▽

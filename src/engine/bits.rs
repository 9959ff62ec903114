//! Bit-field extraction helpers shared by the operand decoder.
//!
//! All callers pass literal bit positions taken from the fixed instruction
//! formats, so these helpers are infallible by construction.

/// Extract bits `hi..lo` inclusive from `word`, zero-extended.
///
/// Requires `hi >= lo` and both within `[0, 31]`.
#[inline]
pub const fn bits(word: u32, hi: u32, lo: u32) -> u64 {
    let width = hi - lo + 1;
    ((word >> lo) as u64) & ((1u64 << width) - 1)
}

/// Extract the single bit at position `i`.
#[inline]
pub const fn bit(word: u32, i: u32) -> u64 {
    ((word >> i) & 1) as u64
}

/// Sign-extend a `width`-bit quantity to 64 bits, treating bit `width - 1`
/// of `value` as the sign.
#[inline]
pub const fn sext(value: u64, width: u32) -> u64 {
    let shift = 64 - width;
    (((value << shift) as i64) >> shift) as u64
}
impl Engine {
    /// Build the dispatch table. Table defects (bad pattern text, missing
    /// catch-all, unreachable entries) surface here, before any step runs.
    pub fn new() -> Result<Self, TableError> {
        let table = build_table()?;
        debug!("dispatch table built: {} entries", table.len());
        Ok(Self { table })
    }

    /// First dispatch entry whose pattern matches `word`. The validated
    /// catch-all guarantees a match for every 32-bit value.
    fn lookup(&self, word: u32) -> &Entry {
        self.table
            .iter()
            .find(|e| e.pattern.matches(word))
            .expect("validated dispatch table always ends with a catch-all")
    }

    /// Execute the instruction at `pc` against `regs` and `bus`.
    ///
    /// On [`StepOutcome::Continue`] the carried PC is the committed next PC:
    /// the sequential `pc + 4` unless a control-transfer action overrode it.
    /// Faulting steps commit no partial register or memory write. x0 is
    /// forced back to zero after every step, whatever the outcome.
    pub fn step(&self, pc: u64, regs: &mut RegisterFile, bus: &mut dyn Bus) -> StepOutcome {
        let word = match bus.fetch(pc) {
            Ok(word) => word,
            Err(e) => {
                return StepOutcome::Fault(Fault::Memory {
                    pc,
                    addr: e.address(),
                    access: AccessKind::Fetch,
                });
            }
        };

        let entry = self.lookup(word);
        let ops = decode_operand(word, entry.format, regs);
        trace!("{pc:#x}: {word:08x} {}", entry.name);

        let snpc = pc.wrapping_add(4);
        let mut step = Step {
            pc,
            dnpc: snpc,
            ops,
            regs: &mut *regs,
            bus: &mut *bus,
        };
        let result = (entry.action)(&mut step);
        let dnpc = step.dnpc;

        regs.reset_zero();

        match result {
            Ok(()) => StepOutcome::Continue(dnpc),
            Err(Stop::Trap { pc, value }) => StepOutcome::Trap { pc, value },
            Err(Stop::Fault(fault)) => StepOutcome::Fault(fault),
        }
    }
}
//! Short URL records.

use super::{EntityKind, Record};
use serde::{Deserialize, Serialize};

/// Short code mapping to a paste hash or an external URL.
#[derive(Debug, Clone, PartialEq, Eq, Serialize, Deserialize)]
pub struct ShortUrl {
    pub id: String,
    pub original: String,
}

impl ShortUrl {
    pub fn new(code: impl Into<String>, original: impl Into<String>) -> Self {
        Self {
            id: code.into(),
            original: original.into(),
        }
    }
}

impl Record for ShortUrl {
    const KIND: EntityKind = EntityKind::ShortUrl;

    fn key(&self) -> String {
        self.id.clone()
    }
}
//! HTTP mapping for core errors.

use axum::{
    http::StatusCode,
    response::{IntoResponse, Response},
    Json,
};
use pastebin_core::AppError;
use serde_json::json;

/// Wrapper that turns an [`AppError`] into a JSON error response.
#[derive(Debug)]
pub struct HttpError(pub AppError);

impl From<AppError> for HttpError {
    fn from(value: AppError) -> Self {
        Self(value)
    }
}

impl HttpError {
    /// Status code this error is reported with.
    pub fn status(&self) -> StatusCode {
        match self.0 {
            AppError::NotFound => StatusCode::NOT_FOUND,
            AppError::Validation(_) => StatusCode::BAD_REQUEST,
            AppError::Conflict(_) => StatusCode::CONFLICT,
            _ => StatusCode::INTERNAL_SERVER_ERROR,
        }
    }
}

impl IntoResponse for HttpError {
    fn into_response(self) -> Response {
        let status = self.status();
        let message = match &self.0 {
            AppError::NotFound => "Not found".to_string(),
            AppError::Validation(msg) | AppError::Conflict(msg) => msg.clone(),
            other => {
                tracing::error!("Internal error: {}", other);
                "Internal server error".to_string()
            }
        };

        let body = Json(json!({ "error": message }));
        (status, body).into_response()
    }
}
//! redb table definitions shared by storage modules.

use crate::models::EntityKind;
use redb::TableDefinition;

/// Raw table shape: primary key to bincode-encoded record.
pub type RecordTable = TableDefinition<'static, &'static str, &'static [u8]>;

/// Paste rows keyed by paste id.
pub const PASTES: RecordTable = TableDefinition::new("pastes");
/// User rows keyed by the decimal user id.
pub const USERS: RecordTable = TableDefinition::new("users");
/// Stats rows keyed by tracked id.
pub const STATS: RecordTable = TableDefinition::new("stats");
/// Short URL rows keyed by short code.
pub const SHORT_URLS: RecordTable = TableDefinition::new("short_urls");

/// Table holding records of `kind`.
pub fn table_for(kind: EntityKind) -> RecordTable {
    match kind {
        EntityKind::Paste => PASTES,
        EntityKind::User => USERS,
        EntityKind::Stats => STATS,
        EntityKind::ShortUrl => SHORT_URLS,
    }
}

△

ASSIGNMENT:
Reproduce verbatim only the segment of the listing bounded by the line containing "AppError::Validation(msg) | AppError::Conflict(msg)" and the line containing "pub type RecordTable", with both boundary lines included.

THE COMPLETED TASK:
            AppError::Validation(msg) | AppError::Conflict(msg) => msg.clone(),
            other => {
                tracing::error!("Internal error: {}", other);
                "Internal server error".to_string()
            }
        };

        let body = Json(json!({ "error": message }));
        (status, body).into_response()
    }
}
//! redb table definitions shared by storage modules.

use crate::models::EntityKind;
use redb::TableDefinition;

/// Raw table shape: primary key to bincode-encoded record.
pub type RecordTable = TableDefinition<'static, &'static str, &'static [u8]>;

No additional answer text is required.